▶ **Task directions**:
In the reply, include exactly the lines of the entries below from the first to the line with "use crate::metrics::ScoringMetric;", that line included.

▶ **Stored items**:
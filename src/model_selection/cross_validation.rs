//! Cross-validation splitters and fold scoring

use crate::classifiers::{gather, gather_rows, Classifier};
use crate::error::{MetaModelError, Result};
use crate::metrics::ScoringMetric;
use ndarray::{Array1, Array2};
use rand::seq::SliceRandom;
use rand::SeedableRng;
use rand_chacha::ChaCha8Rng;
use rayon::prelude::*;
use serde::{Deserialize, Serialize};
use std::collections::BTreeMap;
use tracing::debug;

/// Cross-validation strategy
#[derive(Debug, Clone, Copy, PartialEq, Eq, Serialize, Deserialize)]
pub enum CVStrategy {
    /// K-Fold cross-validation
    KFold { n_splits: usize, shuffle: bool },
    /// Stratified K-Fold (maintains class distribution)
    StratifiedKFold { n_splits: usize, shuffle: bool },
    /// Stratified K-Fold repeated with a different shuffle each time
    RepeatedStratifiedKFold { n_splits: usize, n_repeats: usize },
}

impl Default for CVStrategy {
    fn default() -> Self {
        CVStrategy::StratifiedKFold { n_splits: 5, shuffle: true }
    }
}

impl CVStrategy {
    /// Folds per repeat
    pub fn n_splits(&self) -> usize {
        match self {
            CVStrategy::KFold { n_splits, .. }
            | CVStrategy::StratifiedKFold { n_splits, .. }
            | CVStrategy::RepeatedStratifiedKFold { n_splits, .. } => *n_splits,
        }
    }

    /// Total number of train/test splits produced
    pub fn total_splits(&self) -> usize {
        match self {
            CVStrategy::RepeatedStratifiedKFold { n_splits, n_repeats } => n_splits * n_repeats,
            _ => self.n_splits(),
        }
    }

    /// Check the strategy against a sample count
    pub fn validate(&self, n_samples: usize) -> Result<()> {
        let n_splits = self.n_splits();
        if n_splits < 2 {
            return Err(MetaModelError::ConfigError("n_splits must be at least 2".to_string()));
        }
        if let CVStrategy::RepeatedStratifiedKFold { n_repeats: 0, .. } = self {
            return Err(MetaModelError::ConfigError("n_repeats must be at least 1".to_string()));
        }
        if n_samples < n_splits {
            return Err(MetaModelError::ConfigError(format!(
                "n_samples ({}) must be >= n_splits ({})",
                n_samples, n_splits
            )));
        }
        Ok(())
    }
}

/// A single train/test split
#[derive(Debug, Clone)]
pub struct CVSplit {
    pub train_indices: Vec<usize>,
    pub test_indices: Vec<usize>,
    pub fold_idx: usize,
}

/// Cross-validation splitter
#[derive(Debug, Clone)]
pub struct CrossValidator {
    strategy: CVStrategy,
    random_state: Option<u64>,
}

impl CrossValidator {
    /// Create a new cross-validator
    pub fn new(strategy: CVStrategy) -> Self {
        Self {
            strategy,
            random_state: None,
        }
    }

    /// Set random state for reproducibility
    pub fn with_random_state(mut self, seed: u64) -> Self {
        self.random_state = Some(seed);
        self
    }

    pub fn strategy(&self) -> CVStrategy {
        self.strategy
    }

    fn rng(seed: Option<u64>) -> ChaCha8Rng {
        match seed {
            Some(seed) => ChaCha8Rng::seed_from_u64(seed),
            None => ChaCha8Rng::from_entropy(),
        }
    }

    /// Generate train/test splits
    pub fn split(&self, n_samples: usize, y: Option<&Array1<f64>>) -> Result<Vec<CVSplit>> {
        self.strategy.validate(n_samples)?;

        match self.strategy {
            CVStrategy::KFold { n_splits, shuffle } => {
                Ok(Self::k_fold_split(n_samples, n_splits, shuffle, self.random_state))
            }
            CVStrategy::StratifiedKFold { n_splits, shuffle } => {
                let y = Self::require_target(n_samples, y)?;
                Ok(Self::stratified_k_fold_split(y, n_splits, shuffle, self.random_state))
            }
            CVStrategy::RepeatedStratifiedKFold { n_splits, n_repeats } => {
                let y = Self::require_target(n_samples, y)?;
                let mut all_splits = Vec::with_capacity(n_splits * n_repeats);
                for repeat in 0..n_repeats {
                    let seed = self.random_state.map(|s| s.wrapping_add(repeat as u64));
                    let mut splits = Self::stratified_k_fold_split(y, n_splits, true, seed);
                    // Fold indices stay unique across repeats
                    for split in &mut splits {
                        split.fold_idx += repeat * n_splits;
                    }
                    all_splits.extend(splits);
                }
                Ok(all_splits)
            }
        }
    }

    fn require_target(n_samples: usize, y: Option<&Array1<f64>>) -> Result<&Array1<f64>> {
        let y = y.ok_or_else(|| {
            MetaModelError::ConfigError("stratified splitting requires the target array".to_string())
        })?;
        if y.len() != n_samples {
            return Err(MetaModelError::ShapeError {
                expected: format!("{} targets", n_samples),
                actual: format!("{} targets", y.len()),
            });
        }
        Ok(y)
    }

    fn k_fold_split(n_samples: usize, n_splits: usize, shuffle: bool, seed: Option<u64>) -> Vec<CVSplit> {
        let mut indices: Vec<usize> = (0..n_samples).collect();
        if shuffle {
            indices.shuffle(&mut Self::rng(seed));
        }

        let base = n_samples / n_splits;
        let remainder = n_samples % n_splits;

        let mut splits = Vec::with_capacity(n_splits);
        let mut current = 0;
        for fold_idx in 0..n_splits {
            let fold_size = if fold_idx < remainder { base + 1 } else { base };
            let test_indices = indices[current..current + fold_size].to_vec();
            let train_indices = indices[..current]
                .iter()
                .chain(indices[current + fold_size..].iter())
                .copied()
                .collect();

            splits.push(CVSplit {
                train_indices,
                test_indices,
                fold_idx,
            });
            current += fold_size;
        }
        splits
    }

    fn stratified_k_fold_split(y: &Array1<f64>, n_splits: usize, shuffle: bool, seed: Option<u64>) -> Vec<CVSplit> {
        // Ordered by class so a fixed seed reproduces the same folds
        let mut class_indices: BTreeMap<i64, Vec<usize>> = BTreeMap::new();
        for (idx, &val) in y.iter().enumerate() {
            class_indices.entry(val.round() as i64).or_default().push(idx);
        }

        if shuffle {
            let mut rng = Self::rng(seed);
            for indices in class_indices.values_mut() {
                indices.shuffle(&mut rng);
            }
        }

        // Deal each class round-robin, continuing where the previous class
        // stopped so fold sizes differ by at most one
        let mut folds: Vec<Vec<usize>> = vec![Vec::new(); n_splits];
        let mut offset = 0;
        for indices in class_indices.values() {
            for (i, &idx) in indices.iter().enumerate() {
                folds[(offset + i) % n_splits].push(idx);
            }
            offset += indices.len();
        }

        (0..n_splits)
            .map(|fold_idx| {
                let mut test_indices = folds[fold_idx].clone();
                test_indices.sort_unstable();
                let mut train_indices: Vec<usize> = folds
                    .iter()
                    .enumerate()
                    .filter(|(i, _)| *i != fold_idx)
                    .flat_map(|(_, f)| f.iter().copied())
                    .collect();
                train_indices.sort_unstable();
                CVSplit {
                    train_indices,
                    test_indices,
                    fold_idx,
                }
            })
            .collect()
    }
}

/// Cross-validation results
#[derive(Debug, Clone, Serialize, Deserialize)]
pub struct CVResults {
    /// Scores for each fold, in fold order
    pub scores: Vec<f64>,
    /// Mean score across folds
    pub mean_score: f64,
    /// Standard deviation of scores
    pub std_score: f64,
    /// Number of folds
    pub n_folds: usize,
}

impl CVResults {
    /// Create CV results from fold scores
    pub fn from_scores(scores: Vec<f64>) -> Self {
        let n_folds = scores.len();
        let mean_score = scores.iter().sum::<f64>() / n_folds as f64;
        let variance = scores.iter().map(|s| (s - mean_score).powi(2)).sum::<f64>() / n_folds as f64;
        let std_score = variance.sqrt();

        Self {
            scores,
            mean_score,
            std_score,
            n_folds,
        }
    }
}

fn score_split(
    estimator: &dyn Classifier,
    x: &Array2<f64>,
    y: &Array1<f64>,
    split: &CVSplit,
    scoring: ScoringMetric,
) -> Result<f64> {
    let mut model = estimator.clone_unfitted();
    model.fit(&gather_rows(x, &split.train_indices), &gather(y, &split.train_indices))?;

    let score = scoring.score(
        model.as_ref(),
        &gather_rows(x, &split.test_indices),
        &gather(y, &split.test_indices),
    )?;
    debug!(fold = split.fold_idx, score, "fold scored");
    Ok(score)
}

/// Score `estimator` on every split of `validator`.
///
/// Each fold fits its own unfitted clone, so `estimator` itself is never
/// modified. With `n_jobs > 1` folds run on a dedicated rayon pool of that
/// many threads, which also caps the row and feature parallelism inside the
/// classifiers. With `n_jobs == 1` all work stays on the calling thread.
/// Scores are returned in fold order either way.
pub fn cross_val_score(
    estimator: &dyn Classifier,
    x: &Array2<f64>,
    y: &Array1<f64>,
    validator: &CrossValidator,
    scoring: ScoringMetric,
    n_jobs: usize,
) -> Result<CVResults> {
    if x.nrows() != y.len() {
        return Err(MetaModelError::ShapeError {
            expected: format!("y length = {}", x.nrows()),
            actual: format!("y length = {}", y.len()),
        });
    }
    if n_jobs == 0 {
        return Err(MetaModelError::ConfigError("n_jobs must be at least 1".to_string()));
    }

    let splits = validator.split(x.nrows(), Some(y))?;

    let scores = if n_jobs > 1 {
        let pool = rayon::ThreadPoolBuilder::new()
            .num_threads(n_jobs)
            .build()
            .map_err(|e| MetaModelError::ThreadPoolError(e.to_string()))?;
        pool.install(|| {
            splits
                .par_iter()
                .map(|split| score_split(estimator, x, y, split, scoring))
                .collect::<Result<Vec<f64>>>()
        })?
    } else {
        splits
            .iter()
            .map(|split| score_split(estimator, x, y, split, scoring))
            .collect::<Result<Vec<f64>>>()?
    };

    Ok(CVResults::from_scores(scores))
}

▶ **Task response**:
filename src/model_selection/cross_validation.rs
//! Cross-validation splitters and fold scoring

use crate::classifiers::{gather, gather_rows, Classifier};
use crate::error::{MetaModelError, Result};
use crate::metrics::ScoringMetric;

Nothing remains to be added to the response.